Quando, intorno al 450 a.C., Erodoto si recò in Egitto per raccogliere il materiale documentario che avrebbe poi utilizzato nella compilazione del II e di parte del III libro delle sue Storie, il Paese si trovava nuovamente, dopo la lunga e gloriosa parentesi della XXVI dinastia, sotto il giogo di una dominazione straniera: da tempo – quasi un secolo – faceva parte, come satrapia, di quell’immensa compagine statuale che era l’impero persiano. Per questo, si era trovato e si trovava tuttora coinvolto nel gigantesco scontro che opponeva il Gran Re al mondo ellenico e per la prima volta nella sua lunga storia le relazioni con il Mediterraneo orientale, greco e non greco, prendevano il sopravvento rispetto a quelle tradizionali, con l’area africana e vicino-orientale.
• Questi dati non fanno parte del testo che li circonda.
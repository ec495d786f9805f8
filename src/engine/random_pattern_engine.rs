//! Random trigger pattern engine.
//!
//! Generates a random binary pattern and replays it step by step, advancing
//! one position per detected input clock edge.
//!
//! Panel usage:
//! - *POT A:* pattern length, 4 to 128 steps in six bands.
//! - *POT B:* pattern density, 0 to 100 %.

// Based on CC-BY-NC-4.0-licensed code (c) 2024 by J.S. Bouten (Zaphod B)

use core::fmt;

use log::{debug, trace};

use super::{ClockSource, Engine, EngineInputs, EngineOutputs};
use crate::utils::random::Random;
use crate::TRIGGER_LENGTH_MS;

/// Maximum amount of steps in a pattern.
pub const MAX_PATTERN_LENGTH: usize = 128;

/// Pattern length for each band of the length poti.
const LENGTH_BANDS: [usize; 6] = [4, 8, 16, 32, 64, 128];

#[derive(Debug, Clone)]
pub struct RandomPatternConfig {
    /// Clock signal strategy. Default is `ClockSource::External`;
    /// `Internal { bpm: 480 }` matches the original self-test clock.
    pub clock_source: ClockSource,

    /// Length of an output trigger in milliseconds. Default is `25`.
    pub trigger_length_ms: u32,

    /// Time in milliseconds both LEDs are lit to indicate a recent pattern
    /// calculation. Default is `200`.
    pub calc_indication_ms: u32,

    /// Input LED brightness on a high input level. Default is `255`.
    pub trigger_in_led_brightness: u8,

    /// Output LED brightness while a trigger is out. Default is `50`.
    pub trigger_out_led_brightness: u8,
}

impl Default for RandomPatternConfig {
    fn default() -> Self {
        Self {
            clock_source: ClockSource::External,
            trigger_length_ms: TRIGGER_LENGTH_MS,
            calc_indication_ms: 200,
            trigger_in_led_brightness: 255,
            trigger_out_led_brightness: 50,
        }
    }
}

/// Fixed-capacity bit sequence holding the trigger pattern.
#[derive(Debug, Clone)]
pub struct Pattern {
    steps: [bool; MAX_PATTERN_LENGTH],
    length: usize,
}

impl Default for Pattern {
    fn default() -> Self {
        Self {
            steps: [false; MAX_PATTERN_LENGTH],
            length: 0,
        }
    }
}

impl Pattern {
    /// Discard the previous pattern and draw a fresh one: every step is set
    /// with a probability of `density` percent.
    pub fn regenerate(&mut self, length: usize, density: i32, rng: &mut Random) {
        self.length = length.min(MAX_PATTERN_LENGTH);

        for step in self.steps[..self.length].iter_mut() {
            *step = (rng.uniform(100) as i32) < density;
        }
    }

    pub fn len(&self) -> usize {
        self.length
    }

    pub fn is_empty(&self) -> bool {
        self.length == 0
    }

    /// Whether there is a trigger at the zero-based step index.
    pub fn is_set(&self, index: usize) -> bool {
        index < self.length && self.steps[index]
    }
}

impl fmt::Display for Pattern {
    fn fmt(&self, f: &mut fmt::Formatter<'_>) -> fmt::Result {
        for step in &self.steps[..self.length] {
            f.write_str(if *step { "1" } else { "0" })?;
        }

        Ok(())
    }
}

#[derive(Debug)]
pub struct RandomPatternEngine {
    config: RandomPatternConfig,
    rng: Random,

    length: usize,
    density: i32,
    pattern: Pattern,

    // Playback position, 1 to the pattern length.
    position: usize,
    last_calculation_at: u32,

    trigger_in_latched: bool,
    trigger_out_high: u32,
}

impl Default for RandomPatternEngine {
    fn default() -> Self {
        Self {
            config: RandomPatternConfig::default(),
            rng: Random::new(),
            length: 0,
            density: 0,
            pattern: Pattern::default(),
            position: 1,
            last_calculation_at: 0,
            trigger_in_latched: false,
            trigger_out_high: 0,
        }
    }
}

impl RandomPatternEngine {
    pub fn new(config: RandomPatternConfig) -> Self {
        Self {
            config,
            ..Default::default()
        }
    }

    /// Seed the random generator, once at startup.
    pub fn seed(&mut self, seed: u32) {
        self.rng.seed(seed);
    }

    /// Amount of steps in the pattern.
    pub fn length(&self) -> usize {
        self.length
    }

    /// Fill density of the pattern in percent.
    pub fn density(&self) -> i32 {
        self.density
    }

    /// Playback position, 1 to the pattern length.
    pub fn position(&self) -> usize {
        self.position
    }

    pub fn pattern(&self) -> &Pattern {
        &self.pattern
    }
}

impl Engine for RandomPatternEngine {
    fn init(&mut self) {
        self.length = 0;
        self.density = 0;
        self.pattern = Pattern::default();
        self.position = 1;
        self.last_calculation_at = 0;
        self.trigger_in_latched = false;
        self.trigger_out_high = 0;
    }

    #[inline]
    fn tick(&mut self, inputs: &EngineInputs, outputs: &mut EngineOutputs) {
        let now = inputs.now;

        // Pattern configuration from the potis.
        let band = (inputs.pot_a as usize * LENGTH_BANDS.len() / 1024).min(LENGTH_BANDS.len() - 1);
        let length = LENGTH_BANDS[band];
        let density = (inputs.pot_b as u32 * 100 / 1023) as i32;

        let mut changed = false;

        if length != self.length {
            self.length = length;
            changed = true;
            debug!("pattern length: {}", self.length);
        }

        if density != self.density {
            self.density = density;
            changed = true;
            debug!("pattern density: {}%", self.density);
        }

        // A fresh pattern on any config change, restarting playback.
        if changed {
            self.pattern.regenerate(self.length, self.density, &mut self.rng);
            self.position = 1;
            self.last_calculation_at = now;
            debug!("pattern: {}", self.pattern);
        }

        // Light both LEDs while indicating the recent calculation.
        let indicating =
            now.wrapping_sub(self.last_calculation_at) <= self.config.calc_indication_ms;

        if indicating {
            outputs.trigger_in_led = self.config.trigger_in_led_brightness;
            outputs.trigger_out_led = self.config.trigger_out_led_brightness;
        }

        // Edge-latched pattern playback.
        if self
            .config
            .clock_source
            .level(inputs.trigger_in, now, self.config.trigger_length_ms)
        {
            outputs.trigger_in_led = self.config.trigger_in_led_brightness;

            // Act only on the beginning of this trigger high.
            if !self.trigger_in_latched {
                self.trigger_in_latched = true;
                trace!("trigger in, position: {}", self.position);

                if self.pattern.is_set(self.position - 1) {
                    self.trigger_out_high = now;
                    trace!("trigger out, position: {}", self.position);
                }

                if self.position < self.length {
                    self.position += 1;
                } else {
                    self.position = 1;
                }
            }
        } else {
            if !indicating {
                outputs.trigger_in_led = 0;
            }
            self.trigger_in_latched = false;
        }

        // Send the trigger out and light the LED as long as it's time.
        if now.wrapping_sub(self.trigger_out_high) <= self.config.trigger_length_ms {
            outputs.trigger_out_led = self.config.trigger_out_led_brightness;
            outputs.trigger_out = true;
        } else if !indicating {
            outputs.trigger_out_led = 0;
            outputs.trigger_out = false;
        }
    }
}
Pure, malgrado la presenza straniera e l’ampliarsi degli orizzonti politici e culturali, le strutture essenziali dello Stato, ricostruite e saldamente impiantate durante la dinastia saitica, erano rimaste sostanzialmente intatte, come intatte erano rimaste le linee lungo le quali si svolgeva la vita economica e sociale, collaudate da una vicenda storica ormai due volte millenaria. Il governo del Paese era affidato a un satrapo, mentre le decisioni più importanti venivano prese lontano dalla Valle del Nilo, alla corte del Gran Re: ma per il resto, dopo la parentesi tempestosa della conquista e del breve regno di Cambise, nulla sembrava essere mutato nel fluire della vita in Egitto. I templi erano aperti, il culto degli dei non aveva subito alcun turbamento e la vita intellettuale procedeva secondo i suoi ritmi tradizionali, come molti indizi lasciano supporre malgrado l’assenza di documenti espliciti; e, del resto, una bella serie di sculture a tutto tondo sta a dimostrare come l’attività degli artisti egiziani fosse appena toccata, in aspetti del tutto marginali, dalla presenza degli stranieri.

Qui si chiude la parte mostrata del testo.